BINAP (2,2′-bis(diphenylphosphino)-1,1′-binaphthyl) is an organophosphorus compound. This chiral diphosphine ligand is widely used in asymmetric synthesis. It consists of a pair of 2-diphenylphosphinonaphthyl groups linked at the 1 and 1′ positions. This C_{2}-symmetric framework lacks a stereogenic atom, but has axial chirality due to restricted rotation (atropisomerism). The barrier to racemization is high due to steric hindrance, which limits rotation about the bond linking the naphthyl rings. The dihedral angle between the naphthyl groups is approximately 90°. The natural bite angle is 93°.

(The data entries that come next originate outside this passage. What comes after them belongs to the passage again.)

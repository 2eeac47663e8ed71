//! Batch annotation of landmark records next to face images.
//!
//! Each image under a root directory is expected to have a sibling landmark
//! record with the same stem and a `.txt` extension. Records are estimated in
//! parallel and the pose line is appended to every record that succeeds.
//! Records that fail on their own are logged and skipped; configuration and
//! calibration errors abort the whole batch.

use crate::{
    config::{BatchConfig, Config, RecordConfig},
    constants::RECORD_EXTENSION,
    landmark_file::{append_pose, read_record},
    overlay::draw_annotations,
    pose_estimation::{PoseEstimate, PoseEstimator},
    rotation::EulerAngles,
    Error, Result,
};
use log::{debug, info, warn};
use rayon::prelude::*;
use std::fs;
use std::path::{Path, PathBuf};

/// Counts of what a batch run did
#[derive(Debug, Clone, Default, PartialEq)]
pub struct BatchSummary {
    /// Records that received a pose line
    pub annotated: usize,
    /// Records that already carried a pose line
    pub already_annotated: usize,
    /// Records left untouched, with the reason
    pub skipped: Vec<(PathBuf, String)>,
}

impl BatchSummary {
    /// Number of images seen
    #[must_use]
    pub fn total(&self) -> usize {
        self.annotated + self.already_annotated + self.skipped.len()
    }
}

/// What happened to a single record.
#[derive(Debug, Clone, PartialEq)]
pub enum SampleOutcome {
    /// A pose line was appended
    Annotated(EulerAngles),
    /// The record already had a pose line and was left as is
    AlreadyAnnotated,
    /// The record already had a pose line and was re-estimated without writing
    Verified {
        /// Pose line found in the record
        recorded: EulerAngles,
        /// Freshly estimated pose, rounded like a pose line
        estimated: EulerAngles,
    },
}

/// List images directly inside `root` whose extension is one of `extensions`, sorted by path.
///
/// Extensions compare case-insensitively.
///
/// # Errors
///
/// Returns [`Error::Io`] if the directory cannot be read.
pub fn discover_images(root: &Path, extensions: &[String]) -> Result<Vec<PathBuf>> {
    let mut images = Vec::new();
    for entry in fs::read_dir(root)? {
        let path = entry?.path();
        if !path.is_file() {
            continue;
        }
        let matches = path
            .extension()
            .and_then(|ext| ext.to_str())
            .is_some_and(|ext| extensions.iter().any(|wanted| wanted.eq_ignore_ascii_case(ext)));
        if matches {
            images.push(path);
        }
    }
    images.sort();
    Ok(images)
}

/// Landmark record belonging to an image
#[must_use]
pub fn record_path_for(image: &Path) -> PathBuf {
    image.with_extension(RECORD_EXTENSION)
}

/// Runs pose annotation over directories of images and landmark records.
#[derive(Debug)]
pub struct BatchRunner {
    estimator: PoseEstimator,
    record: RecordConfig,
    batch: BatchConfig,
}

impl BatchRunner {
    /// Create a runner from a configuration.
    ///
    /// # Errors
    ///
    /// Returns an error if the configuration does not validate, or the
    /// overlay directory cannot be created.
    pub fn new(config: &Config) -> Result<Self> {
        config.validate()?;
        if let Some(dir) = &config.batch.annotate_dir {
            fs::create_dir_all(dir)?;
        }
        Ok(Self {
            estimator: PoseEstimator::new(config.camera, config.solver)?,
            record: config.record,
            batch: config.batch.clone(),
        })
    }

    /// Estimate and annotate the record belonging to one image.
    ///
    /// # Errors
    ///
    /// Returns any error raised while reading the record, estimating the
    /// pose, appending the pose line or writing the overlay.
    pub fn process_sample(&self, image: &Path) -> Result<SampleOutcome> {
        let record_path = record_path_for(image);
        let record = read_record(&record_path, &self.record)?;

        if let Some(recorded) = record.pose {
            if self.batch.skip_annotated {
                return Ok(SampleOutcome::AlreadyAnnotated);
            }
            let estimated = self.estimator.estimate_from_landmarks(&record.landmarks)?.euler_angles.rounded();
            return Ok(SampleOutcome::Verified { recorded, estimated });
        }

        // Decode the image before touching the record so a broken image leaves it unannotated.
        let mut canvas = match &self.batch.annotate_dir {
            Some(_) => Some(image::open(image)?.to_rgb8()),
            None => None,
        };

        let pose = self.estimator.estimate_from_landmarks(&record.landmarks)?;
        debug!(
            "{}: {} (rmse {:.3} px, {} evaluations)",
            record_path.display(),
            pose.euler_angles,
            pose.reprojection_rmse,
            pose.evaluations
        );
        append_pose(&record_path, &pose.euler_angles)?;

        if let (Some(canvas), Some(dir)) = (canvas.as_mut(), &self.batch.annotate_dir) {
            if let Err(e) = self.save_overlay(canvas, dir, image, &record.landmarks, &pose) {
                warn!("Overlay for {} not written: {e}", image.display());
            }
        }

        Ok(SampleOutcome::Annotated(pose.euler_angles))
    }

    fn save_overlay(
        &self,
        canvas: &mut image::RgbImage,
        dir: &Path,
        image: &Path,
        landmarks: &[(i32, i32)],
        pose: &PoseEstimate,
    ) -> Result<()> {
        let file_name = image
            .file_name()
            .ok_or_else(|| Error::OutOfRange(format!("{} has no file name", image.display())))?;
        draw_annotations(canvas, landmarks, pose, self.estimator.intrinsics());
        canvas.save(dir.join(file_name))?;
        Ok(())
    }

    /// Annotate every image found directly under each root.
    ///
    /// # Errors
    ///
    /// Returns an error if a root cannot be listed, the worker pool cannot
    /// be built, or a sample fails with a fatal error.
    pub fn run(&self, roots: &[PathBuf]) -> Result<BatchSummary> {
        let mut images = Vec::new();
        for root in roots {
            let found = discover_images(root, &self.batch.extensions)?;
            info!("Found {} images in {}", found.len(), root.display());
            images.extend(found);
        }

        let pool = rayon::ThreadPoolBuilder::new()
            .num_threads(self.batch.jobs)
            .build()
            .map_err(|e| Error::ConfigError(format!("Failed to build worker pool: {e}")))?;

        let outcomes: Vec<(PathBuf, Result<SampleOutcome>)> = pool.install(|| {
            images
                .into_par_iter()
                .map(|image| {
                    let outcome = self.process_sample(&image);
                    (image, outcome)
                })
                .collect()
        });

        let mut summary = BatchSummary::default();
        for (image, outcome) in outcomes {
            match outcome {
                Ok(SampleOutcome::Annotated(_)) => summary.annotated += 1,
                Ok(SampleOutcome::AlreadyAnnotated) => summary.already_annotated += 1,
                Ok(SampleOutcome::Verified { recorded, estimated }) => {
                    if recorded != estimated {
                        warn!(
                            "{}: recorded pose {recorded} differs from estimate {estimated}",
                            record_path_for(&image).display()
                        );
                    }
                    summary.already_annotated += 1;
                }
                Err(e) if e.is_fatal() => return Err(e),
                Err(e) => {
                    warn!("Skipping {}: {e}", record_path_for(&image).display());
                    summary.skipped.push((image, e.to_string()));
                }
            }
        }

        info!(
            "Annotated {} records, {} already annotated, {} skipped",
            summary.annotated,
            summary.already_annotated,
            summary.skipped.len()
        );
        Ok(summary)
    }
}

/// Annotate all records under `roots` with the given configuration.
///
/// # Errors
///
/// See [`BatchRunner::new`] and [`BatchRunner::run`].
pub fn run_batch(roots: &[PathBuf], config: &Config) -> Result<BatchSummary> {
    BatchRunner::new(config)?.run(roots)
}
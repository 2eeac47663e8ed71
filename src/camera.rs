//! Pinhole camera with Brown-Conrady lens distortion.

use crate::{
    constants::{
        CALIBRATED_CAMERA_MATRIX, CALIBRATED_DISTORTION, EPSILON, MIN_DEPTH, UNDISTORT_ITERATIONS,
        UNDISTORT_MAX_HALVINGS, UNDISTORT_TOLERANCE,
    },
    rotation::rodrigues,
    Error, Result,
};
use nalgebra::{Matrix2, Matrix3, Point2, Point3, Vector2, Vector3};
use serde::{Deserialize, Serialize};

/// Camera matrix and lens distortion determined by a prior calibration.
///
/// The matrix is stored row-major; distortion coefficients are ordered
/// `(k1, k2, p1, p2, k3)`.
#[derive(Debug, Clone, Copy, PartialEq, Serialize, Deserialize)]
pub struct CameraIntrinsics {
    /// 3×3 focal length / principal point matrix, row-major
    pub camera_matrix: [f64; 9],

    /// Lens distortion coefficients `(k1, k2, p1, p2, k3)`
    pub distortion: [f64; 5],
}

impl Default for CameraIntrinsics {
    fn default() -> Self {
        Self::calibrated()
    }
}

impl CameraIntrinsics {
    /// The intrinsics the landmark corpus was captured with.
    #[must_use]
    pub const fn calibrated() -> Self {
        Self {
            camera_matrix: CALIBRATED_CAMERA_MATRIX,
            distortion: CALIBRATED_DISTORTION,
        }
    }

    /// Build intrinsics from a camera matrix and distortion coefficients.
    ///
    /// # Errors
    ///
    /// Returns [`Error::InvalidCalibration`] if the parameters fail [`Self::validate`].
    pub fn new(camera_matrix: [f64; 9], distortion: [f64; 5]) -> Result<Self> {
        let intrinsics = Self {
            camera_matrix,
            distortion,
        };
        intrinsics.validate()?;
        Ok(intrinsics)
    }

    /// The camera matrix as a nalgebra matrix.
    #[must_use]
    pub fn k_matrix(&self) -> Matrix3<f64> {
        Matrix3::from_row_slice(&self.camera_matrix)
    }

    /// Horizontal focal length in pixels
    #[must_use]
    pub fn fx(&self) -> f64 {
        self.camera_matrix[0]
    }

    /// Vertical focal length in pixels
    #[must_use]
    pub fn fy(&self) -> f64 {
        self.camera_matrix[4]
    }

    /// Principal point in pixels
    #[must_use]
    pub fn principal_point(&self) -> Point2<f64> {
        Point2::new(self.camera_matrix[2], self.camera_matrix[5])
    }

    /// Check that the parameters describe a usable pinhole camera.
    ///
    /// # Errors
    ///
    /// Returns [`Error::InvalidCalibration`] if:
    /// - any entry is not finite
    /// - a focal length is not positive
    /// - the matrix is not upper triangular with bottom row `(0, 0, 1)`
    /// - the matrix is singular
    pub fn validate(&self) -> Result<()> {
        if let Some(v) = self.camera_matrix.iter().find(|v| !v.is_finite()) {
            return Err(Error::InvalidCalibration(format!("camera matrix entry {v} is not finite")));
        }
        if let Some(v) = self.distortion.iter().find(|v| !v.is_finite()) {
            return Err(Error::InvalidCalibration(format!(
                "distortion coefficient {v} is not finite"
            )));
        }
        if self.fx() <= 0.0 || self.fy() <= 0.0 {
            return Err(Error::InvalidCalibration(format!(
                "focal lengths must be positive, got fx={} fy={}",
                self.fx(),
                self.fy()
            )));
        }

        let k = &self.camera_matrix;
        if k[3].abs() > EPSILON || k[6].abs() > EPSILON || k[7].abs() > EPSILON {
            return Err(Error::InvalidCalibration(
                "camera matrix must be upper triangular".to_string(),
            ));
        }
        if (k[8] - 1.0).abs() > EPSILON {
            return Err(Error::InvalidCalibration(format!(
                "camera matrix must end with 1, got {}",
                k[8]
            )));
        }
        if self.k_matrix().determinant().abs() < EPSILON {
            return Err(Error::InvalidCalibration("camera matrix is singular".to_string()));
        }

        Ok(())
    }

    /// Apply the lens distortion model to an ideal normalised image point.
    #[must_use]
    pub fn distort(&self, normalized: &Vector2<f64>) -> Vector2<f64> {
        let [k1, k2, p1, p2, k3] = self.distortion;
        let (x, y) = (normalized.x, normalized.y);

        let r2 = x * x + y * y;
        let r4 = r2 * r2;
        let r6 = r4 * r2;
        let radial = 1.0 + k1 * r2 + k2 * r4 + k3 * r6;

        let x_tan = 2.0 * p1 * x * y + p2 * (r2 + 2.0 * x * x);
        let y_tan = p1 * (r2 + 2.0 * y * y) + 2.0 * p2 * x * y;

        Vector2::new(x * radial + x_tan, y * radial + y_tan)
    }

    /// Jacobian of [`Self::distort`] at an ideal normalised point.
    #[must_use]
    pub fn distortion_jacobian(&self, normalized: &Vector2<f64>) -> Matrix2<f64> {
        let [k1, k2, p1, p2, k3] = self.distortion;
        let (x, y) = (normalized.x, normalized.y);

        let r2 = x * x + y * y;
        let radial = 1.0 + k1 * r2 + k2 * r2 * r2 + k3 * r2 * r2 * r2;
        let d_radial = k1 + 2.0 * k2 * r2 + 3.0 * k3 * r2 * r2;
        let cross = 2.0 * x * y * d_radial + 2.0 * p1 * x + 2.0 * p2 * y;

        Matrix2::new(
            radial + 2.0 * x * x * d_radial + 2.0 * p1 * y + 6.0 * p2 * x,
            cross,
            cross,
            radial + 2.0 * y * y * d_radial + 6.0 * p1 * y + 2.0 * p2 * x,
        )
    }

    /// Invert [`Self::distort`] by damped Newton iteration.
    ///
    /// Returns `None` when no ideal point maps onto `distorted`: beyond the
    /// fold of the radial polynomial, for non-finite input, or when the
    /// iteration does not converge.
    #[must_use]
    pub fn undistort(&self, distorted: &Vector2<f64>) -> Option<Vector2<f64>> {
        let residual = |point: &Vector2<f64>| {
            let error = self.distort(point) - distorted;
            error.iter().all(|v| v.is_finite()).then_some(error)
        };

        let mut undistorted = *distorted;
        let mut error = residual(&undistorted)?;
        for _ in 0..UNDISTORT_ITERATIONS {
            if error.norm() < UNDISTORT_TOLERANCE {
                return Some(undistorted);
            }
            let step = self.distortion_jacobian(&undistorted).try_inverse()? * error;

            let mut scale = 1.0;
            let mut accepted = None;
            for _ in 0..UNDISTORT_MAX_HALVINGS {
                let candidate = undistorted - step * scale;
                match residual(&candidate) {
                    Some(candidate_error) if candidate_error.norm() < error.norm() => {
                        accepted = Some((candidate, candidate_error));
                        break;
                    }
                    _ => scale *= 0.5,
                }
            }
            (undistorted, error) = accepted?;
        }
        (error.norm() < UNDISTORT_TOLERANCE).then_some(undistorted)
    }

    /// Map a distorted normalised point to pixels.
    #[must_use]
    pub fn to_pixel(&self, distorted: &Vector2<f64>) -> Point2<f64> {
        let k = &self.camera_matrix;
        Point2::new(
            k[0] * distorted.x + k[1] * distorted.y + k[2],
            k[4] * distorted.y + k[5],
        )
    }

    /// Map a pixel to distorted normalised coordinates.
    #[must_use]
    pub fn from_pixel(&self, pixel: &Point2<f64>) -> Vector2<f64> {
        let k = &self.camera_matrix;
        let y = (pixel.y - k[5]) / k[4];
        let x = (pixel.x - k[2] - k[1] * y) / k[0];
        Vector2::new(x, y)
    }

    /// Observed pixel to ideal (undistorted) normalised image coordinates.
    ///
    /// Returns `None` where [`Self::undistort`] has no solution.
    #[must_use]
    pub fn normalize_pixel(&self, pixel: &Point2<f64>) -> Option<Vector2<f64>> {
        self.undistort(&self.from_pixel(pixel))
    }

    /// Project a camera-frame point to pixels.
    ///
    /// Returns `None` for points on or behind the image plane.
    #[must_use]
    pub fn project_camera_point(&self, point: &Vector3<f64>) -> Option<Point2<f64>> {
        if point.z <= MIN_DEPTH {
            return None;
        }
        let normalized = Vector2::new(point.x / point.z, point.y / point.z);
        Some(self.to_pixel(&self.distort(&normalized)))
    }

    /// Project model points through a pose given as rotation vector and translation.
    ///
    /// # Errors
    ///
    /// Returns [`Error::DegenerateGeometry`] if a point lands on or behind the image plane.
    pub fn project_points(
        &self,
        points: &[Point3<f64>],
        rotation_vector: &Vector3<f64>,
        translation: &Vector3<f64>,
    ) -> Result<Vec<Point2<f64>>> {
        let rotation = rodrigues(rotation_vector);
        points
            .iter()
            .map(|p| {
                let camera_point = rotation * p.coords + translation;
                self.project_camera_point(&camera_point).ok_or_else(|| {
                    Error::DegenerateGeometry(format!(
                        "point ({:.3}, {:.3}, {:.3}) projects behind the camera",
                        p.x, p.y, p.z
                    ))
                })
            })
            .collect()
    }
}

==Use as ligand in asymmetric catalysis==
BINAP is used in organic synthesis for enantioselective transformations catalyzed by its complexes of ruthenium, rhodium, and palladium. As pioneered by Ryōji Noyori and his co-workers, rhodium complexes of BINAP are useful for the synthesis of (–)-menthol.

Silver complexes are also important; BINAP-AgF can be used to enantioselectively protonate silyl enol ethers.

Subsequent studies revealed that related diphosphines with a narrower dihedral angle between the aromatic faces give catalysts that are more enantioselective. One such ligand is SEGPHOS.

==Preparation==
BINAP is prepared from BINOL via its bistriflate derivatives. Both the (R)- and (S)-enantiomers, as well as the racemate, are commercially available. One of the wide applications include chemoselective hydrogenation, where BINAP is conjugated to rhodium.